The funding will be separate from the £3.8 billion the government gave the bank upon its launch in 2012 to invest in domestic green infrastructure projects.
The bank said the pilot would:
- Initially target three regions: East Africa, South Africa and India
- Focus on investments in renewable energy and energy efficiency;
- Match GIB’s UK business model to invest on commercial terms and mobilise additional private sector capital
- Recruit a dedicated team to manage the project
The pilot money comes out of the UK’s climate finance commitment of £3.8 billion over 2010-2015 to help developing nations tackle global warming.
The UK’s climate minister Ed Davey said using the GIB would ensure government money is well spent and is able to tie in private sector cash to increase the overall financial flows.
“It is vital that we use public climate finance to catalyse private investment into developing countries.

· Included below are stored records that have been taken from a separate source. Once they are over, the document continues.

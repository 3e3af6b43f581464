use crate::components::ui::{
    Alert, AlertDescription, Button, ButtonSize, ButtonVariant, Input, Label, Modal, ModalBody,
    ModalFooter, ModalHeader, ModalTitle, Spinner, Textarea,
};
use crate::drafts::{QuestionField, TopicDraft, TopicField};
use crate::models::{Question, Section};
use crate::state::{AppContext, Reading};
use leptos::prelude::*;

const NO_ANALYSIS: &str = "No analysis available.";
const NO_SOLUTION: &str = "Solution coming soon...";

fn or_placeholder(text: &str, placeholder: &'static str) -> String {
    if text.trim().is_empty() {
        placeholder.to_string()
    } else {
        text.to_string()
    }
}

/// Read-only trend and solution views.
#[component]
pub fn ReaderDialog() -> impl IntoView {
    let reading = expect_context::<AppContext>().0.reading;
    let on_close = Callback::new(move |_: ()| reading.set(None));

    view! {
        <Show when=move || reading.with(|r| r.is_some()) fallback=|| ().into_view()>
            <Modal on_close=on_close>
                {move || reading.get().map(|r| match r {
                    Reading::Trend { title, trend } => view! {
                        <ModalHeader>
                            <div class="space-y-1 pr-8">
                                <div class="text-[10px] font-bold uppercase tracking-widest text-indigo-500">
                                    "Trend Analysis"
                                </div>
                                <ModalTitle>{title}</ModalTitle>
                            </div>
                        </ModalHeader>
                        <ModalBody>
                            <p class="whitespace-pre-wrap text-sm leading-relaxed text-slate-700">
                                {or_placeholder(&trend, NO_ANALYSIS)}
                            </p>
                        </ModalBody>
                    }
                    .into_any(),
                    Reading::Solution { topic_title, question } => view! {
                        <ModalHeader>
                            <div class="space-y-1 pr-8">
                                <div class="text-[10px] font-bold uppercase tracking-widest text-emerald-600">
                                    {format!("Model Answer · {}", question.year)}
                                </div>
                                <ModalTitle>{topic_title}</ModalTitle>
                            </div>
                        </ModalHeader>
                        <ModalBody>
                            <blockquote class="border-l-4 border-indigo-300 bg-slate-50 px-4 py-3 text-sm italic text-slate-600">
                                {format!("\"{}\"", question.q)}
                            </blockquote>
                            <p class="whitespace-pre-wrap text-sm leading-relaxed text-slate-700">
                                {or_placeholder(&question.solution, NO_SOLUTION)}
                            </p>
                        </ModalBody>
                    }
                    .into_any(),
                })}
            </Modal>
        </Show>
    }
}

#[component]
pub fn EditorDialog() -> impl IntoView {
    let app_state = expect_context::<AppContext>();
    let editor = app_state.0.editor;
    let gateway = app_state.0.gateway;

    let on_close = Callback::new(move |_: ()| editor.cancel());

    let field = move |read: fn(&TopicDraft) -> String| {
        Signal::derive(move || editor.with_draft(read).unwrap_or_default())
    };

    // Rows are keyed by position; only add/remove rebuilds them.
    let question_count = Memo::new(move |_| editor.with_draft(|d| d.questions().len()).unwrap_or(0));

    let heading = move || {
        if editor.with_draft(|d| d.is_new()).unwrap_or(true) {
            "New Topic"
        } else {
            "Edit Topic"
        }
    };

    let on_save = move |_| editor.commit(gateway.get_untracked());

    view! {
        <Show when=move || editor.is_open() fallback=|| ().into_view()>
            <Modal on_close=on_close close_on_backdrop_click=false class="max-w-2xl">
                <ModalHeader>
                    <ModalTitle>{heading}</ModalTitle>
                </ModalHeader>

                <ModalBody>
                    <div class="space-y-1.5">
                        <Label html_for="topic-title">"Title"</Label>
                        <Input
                            id="topic-title"
                            placeholder="e.g. Indian Polity"
                            value=field(|d| d.doc.title.clone())
                            on_input=Callback::new(move |v| editor.update_topic_field(TopicField::Title(v)))
                        />
                    </div>

                    <div class="space-y-1.5">
                        <Label html_for="topic-section">"Section"</Label>
                        <select
                            id="topic-section"
                            class="h-9 w-full rounded-lg border border-slate-200 bg-white px-3 text-sm text-slate-800"
                            prop:value=move || editor.with_draft(|d| d.doc.section.id()).unwrap_or_default()
                            on:change=move |ev| {
                                if let Some(section) = Section::from_id(&event_target_value(&ev)) {
                                    editor.update_topic_field(TopicField::Section(section));
                                }
                            }
                        >
                            {Section::all()
                                .map(|s| view! { <option value=s.id()>{s.label()}</option> })
                                .collect_view()}
                        </select>
                    </div>

                    <div class="space-y-1.5">
                        <Label html_for="topic-trend">"Trend Analysis"</Label>
                        <Textarea
                            id="topic-trend"
                            rows=3
                            value=field(|d| d.doc.trend.clone())
                            on_input=Callback::new(move |v| editor.update_topic_field(TopicField::Trend(v)))
                        />
                    </div>

                    <div class="space-y-1.5">
                        <Label html_for="topic-link">"Study Notes Link"</Label>
                        <Input
                            id="topic-link"
                            r#type="url"
                            placeholder="https://"
                            value=field(|d| d.doc.study_link.clone())
                            on_input=Callback::new(move |v| editor.update_topic_field(TopicField::StudyLink(v)))
                        />
                    </div>

                    <div class="space-y-3">
                        <div class="flex items-center justify-between">
                            <Label>"Questions"</Label>
                            <Button
                                variant=ButtonVariant::Outline
                                size=ButtonSize::Sm
                                on:click=move |_| editor.add_question()
                            >
                                "+ Add Question"
                            </Button>
                        </div>

                        {move || {
                            (0..question_count.get())
                                .map(|index| view! { <QuestionFields index /> })
                                .collect_view()
                        }}
                    </div>

                    <Show when=move || editor.error().is_some() fallback=|| ().into_view()>
                        {move || editor.error().map(|e| view! {
                            <Alert class="border-red-200 bg-red-50">
                                <AlertDescription class="text-xs text-red-700">{e}</AlertDescription>
                            </Alert>
                        })}
                    </Show>
                </ModalBody>

                <ModalFooter>
                    <Button
                        variant=ButtonVariant::Outline
                        size=ButtonSize::Sm
                        attr:disabled=move || editor.is_saving()
                        on:click=move |_| editor.cancel()
                    >
                        "Cancel"
                    </Button>
                    <Button
                        size=ButtonSize::Sm
                        attr:disabled=move || editor.is_saving()
                        on:click=on_save
                    >
                        <span class="inline-flex items-center gap-2">
                            <Show when=move || editor.is_saving() fallback=|| ().into_view()>
                                <Spinner />
                            </Show>
                            {move || if editor.is_saving() { "Saving..." } else { "Save Topic" }}
                        </span>
                    </Button>
                </ModalFooter>
            </Modal>
        </Show>
    }
}

#[component]
fn QuestionFields(index: usize) -> impl IntoView {
    let editor = expect_context::<AppContext>().0.editor;

    let read = move |pick: fn(&Question) -> String| {
        Signal::derive(move || {
            editor
                .with_draft(|d| d.questions().get(index).map(pick))
                .flatten()
                .unwrap_or_default()
        })
    };
    let write = move |field: QuestionField| {
        Callback::new(move |v: String| editor.update_question_field(index, field, v))
    };

    view! {
        <div class="space-y-2 rounded-xl border border-slate-200 bg-slate-50 p-3">
            <div class="flex items-center gap-2">
                <span class="text-[10px] font-bold uppercase tracking-widest text-slate-400">
                    {format!("Q{}", index + 1)}
                </span>
                <Input
                    class="h-8 w-24"
                    placeholder="Year"
                    value=read(|q| q.year.clone())
                    on_input=write(QuestionField::Year)
                />
                <Button
                    variant=ButtonVariant::Ghost
                    size=ButtonSize::Sm
                    class="ml-auto text-red-500 hover:text-red-600"
                    on:click=move |_| editor.remove_question(index)
                >
                    "Remove"
                </Button>
            </div>
            <Textarea
                rows=2
                placeholder="Question"
                value=read(|q| q.q.clone())
                on_input=write(QuestionField::Prompt)
            />
            <Textarea
                rows=3
                placeholder="Solution (optional)"
                value=read(|q| q.solution.clone())
                on_input=write(QuestionField::Solution)
            />
        </div>
    }
}

#[component]
pub fn DeleteDialog() -> impl IntoView {
    let app_state = expect_context::<AppContext>();
    let deletion = app_state.0.deletion;
    let gateway = app_state.0.gateway;

    let on_close = Callback::new(move |_: ()| deletion.cancel());
    let on_confirm = move |_| deletion.confirm(gateway.get_untracked());

    view! {
        <Show when=move || deletion.pending().is_some() fallback=|| ().into_view()>
            <Modal on_close=on_close class="max-w-sm">
                <ModalHeader>
                    <ModalTitle class="text-red-600">"Delete topic"</ModalTitle>
                </ModalHeader>
                <ModalBody>
                    <p class="text-sm text-slate-600">
                        "This permanently removes the topic and all of its questions."
                    </p>
                    <div class="rounded-lg border border-slate-200 bg-slate-50 px-3 py-2 text-sm font-medium">
                        {move || deletion.pending().map(|p| p.title().to_string()).unwrap_or_default()}
                    </div>

                    <Show when=move || deletion.error().is_some() fallback=|| ().into_view()>
                        {move || deletion.error().map(|e| view! {
                            <Alert class="border-red-200 bg-red-50">
                                <AlertDescription class="text-xs text-red-700">{e}</AlertDescription>
                            </Alert>
                        })}
                    </Show>
                </ModalBody>
                <ModalFooter>
                    <Button
                        variant=ButtonVariant::Outline
                        size=ButtonSize::Sm
                        attr:disabled=move || deletion.is_deleting()
                        on:click=move |_| deletion.cancel()
                    >
                        "Cancel"
                    </Button>
                    <Button
                        variant=ButtonVariant::Destructive
                        size=ButtonSize::Sm
                        attr:disabled=move || deletion.is_deleting()
                        on:click=on_confirm
                    >
                        <span class="inline-flex items-center gap-2">
                            <Show when=move || deletion.is_deleting() fallback=|| ().into_view()>
                                <Spinner />
                            </Show>
                            {move || if deletion.is_deleting() { "Deleting..." } else { "Delete" }}
                        </span>
                    </Button>
                </ModalFooter>
            </Modal>
        </Show>
    }
}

By working with the Green Investment Bank, DECC will be able to draw on its unique mix of investment expertise, commercial discipline and close alignment of green policy objectives to maximise the impact and effectiveness of UK climate finance,” he told the UK Parliament on Tuesday.
GIB will now begin the process of finalising the programme details and identifying suitable investment opportunities. All investments will be announced publicly, GIB said in a seperate statement.